Some of our clients have reverse mortgages, but so far we haven’t seen this problem in our caseload. That’s not to say we won’t.  The article went on to say that both HUD and the FBI have seen an increase in reverse mortgage fraud cases.

Driving Reverse Mortgage Fraud

A reverse mortgage allows homeowners to convert their home equity into cash. Instead of writing a check to the bank each month, the bank pays the homeowner, who can elect to receive a lump sum, a line of credit or monthly payments.  As the stock market has deflated, many older Americans’ retirement funds have shrunk as well.  An increasing number of them are turning to reverse mortgages to fund their basic expenses; HUD forecasts about 165,000 will be originated in 2009, up from 43,082 in 2005 and compared to 112,000 in 2008.

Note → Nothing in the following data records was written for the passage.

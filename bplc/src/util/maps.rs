use crate::{
    ast::{Ast, Block, Decl, DeclId, Item, Stmt, StmtKind},
    error::Error,
    frame,
};
use indexmap::IndexMap;
use serde::{Deserialize, Serialize};

/// Where every variable of a laid out program lives.
#[derive(Debug, Default, PartialEq, Serialize, Deserialize)]
pub struct FrameMap {
    /// Global name to storage size in bytes.
    pub globals: IndexMap<String, usize>,
    pub functions: IndexMap<String, FrameEntry>,
}

#[derive(Debug, Default, PartialEq, Serialize, Deserialize)]
pub struct FrameEntry {
    pub frame_size: usize,
    pub params: Vec<SlotEntry>,
    pub locals: Vec<SlotEntry>,
}

#[derive(Debug, PartialEq, Serialize, Deserialize)]
pub struct SlotEntry {
    pub name: String,
    pub depth: usize,
    pub position: usize,
    pub size: usize,
    /// Offset from `%rbx`
    pub offset: i64,
}

impl SlotEntry {
    fn new(decl: &Decl) -> Option<Self> {
        let slot = decl.slot?;
        Some(SlotEntry {
            name: decl.name.clone(),
            depth: slot.depth,
            position: slot.position,
            size: 8 * decl.width(),
            offset: frame::offset(decl)?,
        })
    }
}

impl FrameMap {
    pub fn generate(ast: &Ast) -> Self {
        let mut map = FrameMap::default();
        for item in &ast.items {
            match item {
                Item::Var(id) => {
                    if let Some(decl) = ast.decl(*id) {
                        map.globals.insert(decl.name.clone(), 8 * decl.width());
                    }
                }
                Item::Func(func) => {
                    let Some(decl) = ast.decl(func.decl) else {
                        continue;
                    };
                    let mut locals = Vec::new();
                    collect_block(&func.body, &mut locals);
                    let entries = |ids: &[DeclId]| -> Vec<SlotEntry> {
                        ids.iter()
                            .filter_map(|id| ast.decl(*id).and_then(SlotEntry::new))
                            .collect()
                    };
                    map.functions.insert(
                        decl.name.clone(),
                        FrameEntry {
                            frame_size: func.frame_size,
                            params: entries(decl.params()),
                            locals: entries(locals.as_slice()),
                        },
                    );
                }
            }
        }
        map
    }

    pub fn to_yaml(&self) -> Result<String, Error> {
        Ok(serde_yaml::to_string(self)?)
    }
}

fn collect_block(block: &Block, out: &mut Vec<DeclId>) {
    out.extend(&block.locals);
    for stmt in &block.stmts {
        collect_stmt(stmt, out);
    }
}

fn collect_stmt(stmt: &Stmt, out: &mut Vec<DeclId>) {
    match &stmt.kind {
        StmtKind::Block(block) => collect_block(block, out),
        StmtKind::If(_, then, els) => {
            collect_stmt(then, out);
            if let Some(els) = els {
                collect_stmt(els, out);
            }
        }
        StmtKind::While(_, body) => collect_stmt(body, out),
        StmtKind::Expr(_) | StmtKind::Return(_) | StmtKind::Write(_) => {}
    }
}

#[cfg(test)]
mod tests {
    use super::*;
    use crate::ast::{Base, Block};
    use crate::{layout, resolve, Config};

    #[test]
    fn lists_globals_and_slots() {
        let mut ast = Ast::new();
        ast.global(Decl::var(1, Base::Int, "g"));
        let x = ast.declare(Decl::var(2, Base::Int, "x"));
        let a = ast.declare(Decl::array(2, Base::Int, "a", 2));
        ast.function(1, Base::Void, "main", vec![], Block::new(vec![x, a], vec![]));
        resolve(&mut ast, &Config::default()).unwrap();
        layout(&mut ast);

        let map = FrameMap::generate(&ast);
        assert_eq!(map.globals.get("g"), Some(&8));
        let main = &map.functions["main"];
        assert_eq!(main.frame_size, 24);
        assert!(main.params.is_empty());
        let slots: Vec<_> = main
            .locals
            .iter()
            .map(|s| (s.name.as_str(), s.size, s.offset))
            .collect();
        assert_eq!(slots, vec![("x", 8, -8), ("a", 16, -24)]);
        assert!(map.to_yaml().unwrap().contains("frame_size: 24"));
    }
}
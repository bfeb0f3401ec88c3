pub mod data;
pub mod func;

use crate::{ast::Ast, config::Config, error::Error, frame::layout, resolve::resolve};
use arch::asm::Line;
use func::FuncCompiler;
use std::{fmt, io};

/// A run of assembly lines.
#[derive(Debug, Clone, Default, PartialEq)]
pub struct Code(pub Vec<Line>);

impl Code {
    pub fn write(&self, out: &mut impl io::Write) -> io::Result<()> {
        for line in &self.0 {
            writeln!(out, "{}", line)?;
        }
        Ok(())
    }
}

impl fmt::Display for Code {
    fn fmt(&self, f: &mut fmt::Formatter<'_>) -> fmt::Result {
        for line in &self.0 {
            writeln!(f, "{}", line)?;
        }
        Ok(())
    }
}

/// Source of fresh labels. One counter is shared by control-flow labels
/// (`.L<n>`) and string literal labels (`.S<n>`) across a whole program.
#[derive(Debug, Default)]
pub struct Labels {
    next: usize,
}

impl Labels {
    pub fn new() -> Self {
        Self::default()
    }

    fn bump(&mut self) -> usize {
        self.next += 1;
        self.next - 1
    }

    pub fn label(&mut self) -> String {
        format!(".L{}", self.bump())
    }

    pub fn string(&mut self) -> String {
        format!(".S{}", self.bump())
    }
}

/// Write the assembly for a resolved and laid out tree.
///
/// The data section is written even when the program has no `main`;
/// the code section is not.
pub fn generate(ast: &Ast, labels: &mut Labels, out: &mut impl io::Write) -> Result<(), Error> {
    let (data, strings) = data::section(ast, labels)?;
    data.write(out)?;
    text(ast, &strings, labels)?.write(out)?;
    Ok(())
}

/// The code section: every function in declaration order.
pub fn text(ast: &Ast, strings: &data::Strings, labels: &mut Labels) -> Result<Code, Error> {
    let has_main = ast.functions().any(|func| {
        ast.decl(func.decl)
            .is_some_and(|decl| decl.name == "main")
    });
    if !has_main {
        return Err(Error::NoMain);
    }

    let mut lines = vec![Line::Text, Line::Global("main".into())];
    for func in ast.functions() {
        let mut compiler = FuncCompiler::new(&ast.decls, strings, labels);
        lines.extend(compiler.function(func)?);
    }
    lines.push(Line::Section(".note.GNU-stack,\"\",@progbits".into()));
    Ok(Code(lines))
}

/// Run every pass over `ast` and return the assembly text.
pub fn compile(ast: &mut Ast, config: &Config) -> Result<String, Error> {
    resolve(ast, config)?;
    layout(ast);
    let mut out = Vec::new();
    generate(ast, &mut Labels::new(), &mut out)?;
    String::from_utf8(out).map_err(|e| Error::Io(io::Error::new(io::ErrorKind::InvalidData, e)))
}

This year Congress earlier this year temporarily raised the maximum amount homeowners can borrow against, from $417,000 to $625,500, making the loans ‘more lucrative for misdeeds,’” said Anthony Medici, a special agent in the Office of Inspector General”s Criminal Investigation division.

If you’re considering a reverse mortgage, our best advice is to engage a qualified real estate attorney to review the documents and give the transaction a “legal sniff test.”  We hope not to see victims of reverse mortgage fraud in our offices seeking bankruptcy counseling or protection.